Seamos hormigas
Lunes, 30 Noviembre 2015 10:53
Escrito por Angélica Abelleyra
Seamos hormigas
(Texto leído durante la entrega de la Medalla Bellas Artes a Ángela Gurría, el 14 de noviembre de 2015 en el Palacio de Bellas Artes, ciudad de México)
por Angélica Abelleyra
¿Las piedras cantan? ¿Un árbol recuerda? ¿Es capaz la nube de habitar un museo? ¿Se puede detener al viento? ¿Nos inquieta el aleteo contenido de la mariposa? ¿Una rosa herida es grito de paz frente a la barbarie? Las preguntas nacen de, por y con la obra de Ángela Gurría. Sus espirales, torres, discos y listones son el diáfano ejemplo de que el uso de las manos, sus manos, abren caminos y hacen florear ojos y mentes.

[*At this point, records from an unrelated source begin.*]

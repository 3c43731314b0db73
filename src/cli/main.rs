//! Cutout composer CLI
//!
//! Subcommands for background removal, layout compositing and model
//! management on top of the library's batch runner.

use super::config::CliConfigBuilder;
use super::progress::CliProgressReporter;
use crate::{
    batch::{spawn_compose_batch, spawn_removal_batch, BatchHandle, BatchSummary},
    composer::{preview, ComposerState, Pool},
    download::{ModelDownloader, ProgressIndicator},
    models::{ModelKind, ModelManager},
    processor::BackgroundRemovalProcessor,
    services::{BatchKind, ImageIOService},
    tracing_config::{init_cli_tracing, spans, TracingFormat},
};
use anyhow::{Context, Result};
use clap::{Args, Parser, Subcommand, ValueEnum};
use log::{info, warn};
use rand::rngs::StdRng;
use rand::SeedableRng;
use std::path::{Path, PathBuf};
use std::sync::Arc;
use tracing::Instrument;

/// Background removal and randomized layout compositing
#[derive(Parser, Debug)]
#[command(author, version, about, long_about = None)]
#[command(name = "cutout-composer")]
pub struct Cli {
    #[command(subcommand)]
    pub command: Command,

    /// Verbose logging (-v: DEBUG, -vv: TRACE)
    #[arg(short, long, global = true, action = clap::ArgAction::Count)]
    pub verbose: u8,

    /// Plain log output without colors
    #[arg(long, global = true)]
    pub compact_logs: bool,

    /// Print the batch summary as JSON on stdout
    #[arg(long, global = true)]
    pub json_summary: bool,
}

#[derive(Subcommand, Debug)]
pub enum Command {
    /// Remove the background of images, writing <name>.png per input
    Remove(RemoveArgs),
    /// Composite representatives onto a randomized layout, writing NNN.png
    Compose(ComposeArgs),
    /// Download U²-Net model files into the model directory
    Download(DownloadArgs),
    /// Print the resolved model directory
    ModelDir(ModelDirArgs),
}

#[derive(Copy, Clone, PartialEq, Eq, ValueEnum, Debug)]
pub enum CliBackend {
    /// U²-Net segmentation (downloads the model when missing)
    Learned,
    /// GrabCut seeded with a centered rectangle, no model needed
    GraphCut,
    /// U²-Net with largest-component filtering (model must be present)
    Direct,
}

#[derive(Copy, Clone, PartialEq, Eq, ValueEnum, Debug)]
pub enum CliModel {
    U2net,
    U2netp,
}

impl From<CliModel> for ModelKind {
    fn from(model: CliModel) -> Self {
        match model {
            CliModel::U2net => ModelKind::U2net,
            CliModel::U2netp => ModelKind::U2netP,
        }
    }
}

#[derive(Copy, Clone, PartialEq, Eq, ValueEnum, Debug)]
pub enum DownloadTarget {
    U2net,
    U2netp,
    All,
}

#[derive(Args, Debug, Clone)]
pub struct RemoveArgs {
    /// Input images or directories
    #[arg(value_name = "INPUT", required = true)]
    pub input: Vec<PathBuf>,

    /// Output directory
    #[arg(short, long, value_name = "DIR")]
    pub output: PathBuf,

    /// Mask backend
    #[arg(short, long, value_enum, default_value_t = CliBackend::Learned)]
    pub backend: CliBackend,

    /// Graph-cut margin in percent of each side (1-25)
    #[arg(long, default_value_t = 5, value_parser = clap::value_parser!(u8).range(1..=25))]
    pub margin: u8,

    /// Model used by the learned and direct backends
    #[arg(short, long, value_enum, default_value_t = CliModel::U2net)]
    pub model: CliModel,

    /// Model directory [default: $U2NET_HOME or ~/.u2net]
    #[arg(long, value_name = "DIR")]
    pub model_dir: Option<PathBuf>,

    /// Never download a missing model
    #[arg(long)]
    pub no_download: bool,

    /// Write the first result to this file as a preview
    #[arg(long, value_name = "FILE")]
    pub preview: Option<PathBuf>,

    /// Number of inference threads (0 = auto)
    #[arg(short, long, default_value_t = 0)]
    pub threads: usize,

    /// Search directories recursively
    #[arg(short, long)]
    pub recursive: bool,

    /// File name pattern for directory inputs (e.g. "*.jpg")
    #[arg(long)]
    pub pattern: Option<String>,
}

#[derive(Args, Debug, Clone)]
pub struct ComposeArgs {
    /// Background images or directories
    #[arg(long = "background", value_name = "PATH")]
    pub backgrounds: Vec<PathBuf>,

    /// Left decoration images or directories
    #[arg(long = "left", value_name = "PATH")]
    pub left: Vec<PathBuf>,

    /// Right decoration images or directories
    #[arg(long = "right", value_name = "PATH")]
    pub right: Vec<PathBuf>,

    /// Representative images or directories
    #[arg(long = "rep", value_name = "PATH", required = true)]
    pub representatives: Vec<PathBuf>,

    /// Output directory
    #[arg(short, long, value_name = "DIR")]
    pub output: PathBuf,

    /// Left decoration size in percent (10-100) [default: 50]
    #[arg(long, value_parser = clap::value_parser!(u32).range(10..=100))]
    pub left_scale: Option<u32>,

    /// Right decoration size in percent (10-100) [default: 50]
    #[arg(long, value_parser = clap::value_parser!(u32).range(10..=100))]
    pub right_scale: Option<u32>,

    /// Saturation offset in percent (-50..50) [default: 0]
    #[arg(long, allow_hyphen_values = true, value_parser = clap::value_parser!(i32).range(-50..=50))]
    pub saturation: Option<i32>,

    /// Brightness offset in percent (-50..50) [default: 0]
    #[arg(long, allow_hyphen_values = true, value_parser = clap::value_parser!(i32).range(-50..=50))]
    pub brightness: Option<i32>,

    /// Number of the first output file
    #[arg(long, default_value_t = 1)]
    pub start: u32,

    /// Seed for a reproducible layout
    #[arg(long)]
    pub seed: Option<u64>,

    /// Reuse a layout saved with --save-layout instead of randomizing
    #[arg(long, value_name = "FILE")]
    pub layout: Option<PathBuf>,

    /// Save the committed layout as JSON
    #[arg(long, value_name = "FILE")]
    pub save_layout: Option<PathBuf>,

    /// Write a preview of the first representative to this file
    #[arg(long, value_name = "FILE")]
    pub preview: Option<PathBuf>,
}

#[derive(Args, Debug, Clone)]
pub struct DownloadArgs {
    /// Which model to fetch
    #[arg(short, long, value_enum, default_value_t = DownloadTarget::U2net)]
    pub model: DownloadTarget,

    /// Model directory [default: $U2NET_HOME or ~/.u2net]
    #[arg(long, value_name = "DIR")]
    pub model_dir: Option<PathBuf>,
}

#[derive(Args, Debug, Clone)]
pub struct ModelDirArgs {
    /// Model directory override to resolve
    #[arg(long, value_name = "DIR")]
    pub model_dir: Option<PathBuf>,
}

pub async fn main() -> Result<()> {
    let cli = Cli::parse();

    let format = if cli.compact_logs {
        TracingFormat::Compact
    } else {
        TracingFormat::Console
    };
    let session_id = init_cli_tracing(cli.verbose, format).context("Failed to initialize tracing")?;

    let command_name = match &cli.command {
        Command::Remove(_) => "remove",
        Command::Compose(_) => "compose",
        Command::Download(_) => "download",
        Command::ModelDir(_) => "model-dir",
    };
    let session = spans::session(&session_id, command_name);

    async {
        match &cli.command {
            Command::Remove(args) => run_remove(&cli, args).await,
            Command::Compose(args) => run_compose(&cli, args).await,
            Command::Download(args) => run_download(args).await,
            Command::ModelDir(args) => {
                let models = ModelManager::with_override(args.model_dir.as_deref())?;
                println!("{}", models.model_dir().display());
                Ok(())
            },
        }
    }
    .instrument(session)
    .await
}

async fn run_remove(cli: &Cli, args: &RemoveArgs) -> Result<()> {
    let config = CliConfigBuilder::removal_config(args).context("Invalid removal options")?;
    let sources = collect_inputs(&args.input, args.recursive, args.pattern.as_deref())?;
    if sources.is_empty() {
        anyhow::bail!("No supported images found in the provided inputs");
    }
    info!("Found {} image(s), backend {}", sources.len(), config.backend);

    let mut processor = BackgroundRemovalProcessor::new(config)?;
    if let Some(outcome) = processor.ensure_model(&ProgressIndicator::for_terminal()).await? {
        info!("Model ready at {}", outcome.path.display());
    }

    let reporter = Arc::new(CliProgressReporter::new(
        BatchKind::BackgroundRemoval,
        sources.len(),
        args.preview.clone(),
    ));
    let handle = spawn_removal_batch(processor, sources, args.output.clone(), reporter);
    let summary = wait_with_ctrl_c(handle).await?;
    finish(cli, &summary)
}

async fn run_compose(cli: &Cli, args: &ComposeArgs) -> Result<()> {
    let mut state = ComposerState::new();
    for (pool, inputs) in [
        (Pool::Backgrounds, &args.backgrounds),
        (Pool::LeftDecorations, &args.left),
        (Pool::RightDecorations, &args.right),
        (Pool::Representatives, &args.representatives),
    ] {
        state.add(pool, collect_inputs(inputs, false, None)?)?;
    }

    if let Some(layout) = &args.layout {
        state
            .load_layout(layout)
            .with_context(|| format!("Failed to load layout {}", layout.display()))?;
        let settings = CliConfigBuilder::override_settings(state.settings(), args);
        state.set_settings(settings)?;
    } else {
        let settings = CliConfigBuilder::override_settings(state.settings(), args);
        state.set_settings(settings)?;
        match args.seed {
            Some(seed) => state.randomize_with(&mut StdRng::seed_from_u64(seed))?,
            None => state.randomize()?,
        }
    }

    if let Some(path) = &args.save_layout {
        state.save_layout(path)?;
        info!("Layout saved to {}", path.display());
    }
    if let Some(path) = &args.preview {
        let png = preview(&state)?;
        std::fs::write(path, png)
            .with_context(|| format!("Failed to write preview {}", path.display()))?;
        info!("Preview written to {}", path.display());
    }

    let count = state.pool(Pool::Representatives).len();
    let reporter = Arc::new(CliProgressReporter::new(BatchKind::Compositing, count, None));
    let handle = spawn_compose_batch(&state, args.output.clone(), args.start, reporter)?;
    let summary = wait_with_ctrl_c(handle).await?;
    if let Some(next) = summary.next_sequence {
        info!("Next file number: {:03}", next);
    }
    finish(cli, &summary)
}

async fn run_download(args: &DownloadArgs) -> Result<()> {
    let downloader = ModelDownloader::new(ModelManager::with_override(args.model_dir.as_deref())?)?;
    let progress = ProgressIndicator::for_terminal();
    let outcomes = match args.model {
        DownloadTarget::U2net => vec![downloader.ensure(ModelKind::U2net, &progress).await?],
        DownloadTarget::U2netp => vec![downloader.ensure(ModelKind::U2netP, &progress).await?],
        DownloadTarget::All => downloader.ensure_all(&progress).await?,
    };
    for outcome in outcomes {
        if outcome.was_downloaded() {
            println!("Downloaded {} -> {}", outcome.kind, outcome.path.display());
        } else {
            println!("{} already present at {}", outcome.kind, outcome.path.display());
        }
    }
    Ok(())
}

async fn wait_with_ctrl_c(handle: BatchHandle) -> Result<BatchSummary> {
    let token = handle.cancellation_token();
    let watcher = tokio::spawn(async move {
        if tokio::signal::ctrl_c().await.is_ok() {
            warn!("Interrupted, stopping after the current image");
            token.cancel();
        }
    });
    let result = handle.wait().await;
    watcher.abort();
    Ok(result?)
}

fn finish(cli: &Cli, summary: &BatchSummary) -> Result<()> {
    if cli.json_summary {
        println!("{}", serde_json::to_string_pretty(summary)?);
    }
    if !summary.failures.is_empty() {
        warn!("{} image(s) failed", summary.failures.len());
    }
    if summary.cancelled {
        warn!("Batch cancelled after {} image(s)", summary.succeeded);
    }
    if summary.succeeded == 0 && !summary.failures.is_empty() {
        anyhow::bail!("No image could be processed");
    }
    Ok(())
}

/// Expand files and directories into a list of supported images
///
/// Explicit files keep their order; directory contents are sorted.
fn collect_inputs(inputs: &[PathBuf], recursive: bool, pattern: Option<&str>) -> Result<Vec<PathBuf>> {
    let mut files = Vec::new();
    for path in inputs {
        if path.is_file() {
            if ImageIOService::is_supported_image(path) {
                files.push(path.clone());
            } else {
                warn!("Skipping unsupported file: {}", path.display());
            }
        } else if path.is_dir() {
            let mut found = find_image_files(path, recursive, pattern)?;
            found.sort();
            files.extend(found);
        } else {
            anyhow::bail!("Input path does not exist or is not accessible: {}", path.display());
        }
    }
    Ok(files)
}

fn find_image_files(dir: &Path, recursive: bool, pattern: Option<&str>) -> Result<Vec<PathBuf>> {
    let mut files = Vec::new();
    let depth = if recursive { usize::MAX } else { 1 };
    for entry in walkdir::WalkDir::new(dir).max_depth(depth) {
        let entry = entry?;
        let path = entry.path();
        if entry.file_type().is_file()
            && ImageIOService::is_supported_image(path)
            && matches_pattern(path, pattern)
        {
            files.push(path.to_path_buf());
        }
    }
    Ok(files)
}

fn matches_pattern(path: &Path, pattern: Option<&str>) -> bool {
    match pattern {
        Some(pat) => path
            .file_name()
            .and_then(|n| n.to_str())
            .is_some_and(|name| glob::Pattern::new(pat).is_ok_and(|p| p.matches(name))),
        None => true,
    }
}

#[cfg(test)]
mod tests {
    use super::*;
    use image::{DynamicImage, RgbImage};
    use tempfile::TempDir;

    #[test]
    fn test_parse_compose_arguments() {
        let cli = Cli::try_parse_from([
            "cutout-composer",
            "compose",
            "--background",
            "bg.jpg",
            "--rep",
            "a.png",
            "--rep",
            "b.png",
            "-o",
            "out",
            "--saturation",
            "-20",
            "--start",
            "12",
        ])
        .unwrap();
        let Command::Compose(args) = cli.command else {
            panic!("expected compose");
        };
        assert_eq!(args.representatives.len(), 2);
        assert_eq!(args.saturation, Some(-20));
        assert_eq!(args.start, 12);
        assert!(args.left_scale.is_none());
    }

    #[test]
    fn test_margin_range_is_enforced() {
        let parsed = Cli::try_parse_from([
            "cutout-composer",
            "remove",
            "in.jpg",
            "-o",
            "out",
            "--backend",
            "graph-cut",
            "--margin",
            "30",
        ]);
        assert!(parsed.is_err());
    }

    #[test]
    fn test_collect_inputs_filters_and_sorts() {
        let dir = TempDir::new().unwrap();
        for name in ["b.png", "a.jpg", "notes.txt"] {
            let path = dir.path().join(name);
            if name.ends_with(".txt") {
                std::fs::write(&path, "x").unwrap();
            } else {
                DynamicImage::ImageRgb8(RgbImage::new(2, 2)).save(&path).unwrap();
            }
        }
        let files = collect_inputs(&[dir.path().to_path_buf()], false, None).unwrap();
        let names: Vec<_> = files
            .iter()
            .map(|p| p.file_name().unwrap().to_string_lossy().into_owned())
            .collect();
        assert_eq!(names, vec!["a.jpg", "b.png"]);

        let only_png = collect_inputs(&[dir.path().to_path_buf()], false, Some("*.png")).unwrap();
        assert_eq!(only_png.len(), 1);
        assert!(collect_inputs(&[dir.path().join("missing")], false, None).is_err());
    }
}
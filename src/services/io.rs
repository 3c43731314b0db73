//! Image I/O operations service
//!
//! This module separates file I/O operations from business logic,
//! making the pipeline and the compositor testable with in-memory images.

use crate::error::{Error, Result};
use image::{DynamicImage, ImageFormat};
use std::io::Cursor;
use std::path::{Path, PathBuf};

/// Extensions accepted as pipeline inputs
pub const SUPPORTED_EXTENSIONS: &[&str] = &["jpg", "jpeg", "png", "webp", "bmp"];

/// Service for handling image file input/output operations
pub struct ImageIOService;

impl ImageIOService {
    /// Load an image from a file path
    ///
    /// Falls back to content-based format detection when the extension is
    /// missing or lies about the format.
    ///
    /// # Examples
    /// ```rust,no_run
    /// use cutout_composer::services::ImageIOService;
    ///
    /// let image = ImageIOService::load_image("input.jpg")?;
    /// # Ok::<(), Box<dyn std::error::Error>>(())
    /// ```
    ///
    /// # Errors
    /// - File does not exist or cannot be read
    /// - Content cannot be decoded as a supported image format
    pub fn load_image<P: AsRef<Path>>(path: P) -> Result<DynamicImage> {
        let path_ref = path.as_ref();

        if !path_ref.exists() {
            return Err(Error::file_io_error(
                "read image file",
                path_ref,
                &std::io::Error::new(std::io::ErrorKind::NotFound, "file does not exist"),
            ));
        }

        match image::open(path_ref) {
            Ok(img) => Ok(img),
            Err(e) => {
                log::debug!(
                    "Extension-based loading failed for {}: {}. Attempting content-based detection.",
                    path_ref.display(),
                    e
                );

                let data = std::fs::read(path_ref)
                    .map_err(|io_err| Error::file_io_error("read image data", path_ref, &io_err))?;

                image::load_from_memory(&data)
                    .map_err(|content_err| Error::image_load_error(path_ref, &content_err))
            },
        }
    }

    /// Read only the natural dimensions of an image file
    ///
    /// # Errors
    /// - File cannot be opened or its header cannot be parsed
    pub fn image_dimensions<P: AsRef<Path>>(path: P) -> Result<(u32, u32)> {
        let path_ref = path.as_ref();
        image::image_dimensions(path_ref).map_err(|e| Error::image_load_error(path_ref, &e))
    }

    /// Save an image losslessly as PNG, creating the parent directory if needed
    ///
    /// # Errors
    /// - Output directory cannot be created
    /// - PNG encoding or write failure
    pub fn save_png<P: AsRef<Path>>(image: &DynamicImage, path: P) -> Result<()> {
        let path_ref = path.as_ref();

        if let Some(parent) = path_ref.parent() {
            if !parent.as_os_str().is_empty() {
                std::fs::create_dir_all(parent)
                    .map_err(|e| Error::file_io_error("create output directory", parent, &e))?;
            }
        }

        image.save_with_format(path_ref, ImageFormat::Png)?;
        log::debug!("Saved {}", path_ref.display());
        Ok(())
    }

    /// Encode an image as PNG bytes
    ///
    /// # Errors
    /// - PNG encoding failure
    pub fn encode_png(image: &DynamicImage) -> Result<Vec<u8>> {
        let mut buffer = Vec::new();
        image.write_to(&mut Cursor::new(&mut buffer), ImageFormat::Png)?;
        Ok(buffer)
    }

    /// Output path for a background-removal result: `<dir>/<stem>.png`
    #[must_use]
    pub fn removal_output_path(source: &Path, output_dir: &Path) -> PathBuf {
        let stem = source
            .file_stem()
            .map_or_else(|| "output".to_string(), |s| s.to_string_lossy().into_owned());
        output_dir.join(format!("{}.png", stem))
    }

    /// Output path for a composited image: `<dir>/<NNN>.png`
    #[must_use]
    pub fn sequence_output_path(sequence: u32, output_dir: &Path) -> PathBuf {
        output_dir.join(format!("{:03}.png", sequence))
    }

    /// Whether the path carries one of the supported input extensions
    #[must_use]
    pub fn is_supported_image(path: &Path) -> bool {
        path.extension()
            .and_then(|ext| ext.to_str())
            .is_some_and(|ext| SUPPORTED_EXTENSIONS.contains(&ext.to_ascii_lowercase().as_str()))
    }
}

#[cfg(test)]
mod tests {
    use super::*;
    use image::{Rgb, RgbImage};
    use tempfile::TempDir;

    #[test]
    fn test_removal_output_path_replaces_extension() {
        let out = ImageIOService::removal_output_path(Path::new("/in/photo.final.JPG"), Path::new("/out"));
        assert_eq!(out, PathBuf::from("/out/photo.final.png"));
    }

    #[test]
    fn test_sequence_output_path_is_zero_padded() {
        let out = ImageIOService::sequence_output_path(7, Path::new("/out"));
        assert_eq!(out, PathBuf::from("/out/007.png"));
        let out = ImageIOService::sequence_output_path(1234, Path::new("/out"));
        assert_eq!(out, PathBuf::from("/out/1234.png"));
    }

    #[test]
    fn test_supported_extensions() {
        assert!(ImageIOService::is_supported_image(Path::new("a.PNG")));
        assert!(ImageIOService::is_supported_image(Path::new("a.webp")));
        assert!(!ImageIOService::is_supported_image(Path::new("a.gif")));
        assert!(!ImageIOService::is_supported_image(Path::new("noext")));
    }

    #[test]
    fn test_save_and_load_roundtrip_png() {
        let dir = TempDir::new().unwrap();
        let path = dir.path().join("nested").join("img.png");
        let image = DynamicImage::ImageRgb8(RgbImage::from_pixel(4, 3, Rgb([1, 2, 3])));

        ImageIOService::save_png(&image, &path).unwrap();
        assert_eq!(ImageIOService::image_dimensions(&path).unwrap(), (4, 3));
        let loaded = ImageIOService::load_image(&path).unwrap();
        assert_eq!(loaded.to_rgb8().get_pixel(0, 0), &Rgb([1, 2, 3]));
    }

    #[test]
    fn test_load_missing_file_is_io_error() {
        let err = ImageIOService::load_image("/definitely/not/here.png").unwrap_err();
        assert!(matches!(err, Error::Io(_)));
    }
}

De mediano y gran formato, en la sala de un hogar, en el jardín del museo o en glorietas y paseos urbanos, sus esculturas dialogan con el espacio y sugieren presencias, espíritus y dioses que mezclan oficio técnico y un escenario emocional de gozo, curiosidad, intuición y juego.
Son sus construcciones vivificadas en cantera, hierro, mármol, cristal y madera, aunque de ésta última hay menos, porque a Ángela le duele el árbol. Ella dice que hemos de pensar que está loca, pero no. Porque es totalmente cuerdo sentir que todo tiene vida, que su casa le habla, que las plantas crecidas en su selva personal tienen razón de ser en la anarquía, que una alimaña puede seguir su camino en las paredes de la casa coyoacanense de 300 años de barro, donde retozan perros, gatos, sirenas y fuentes.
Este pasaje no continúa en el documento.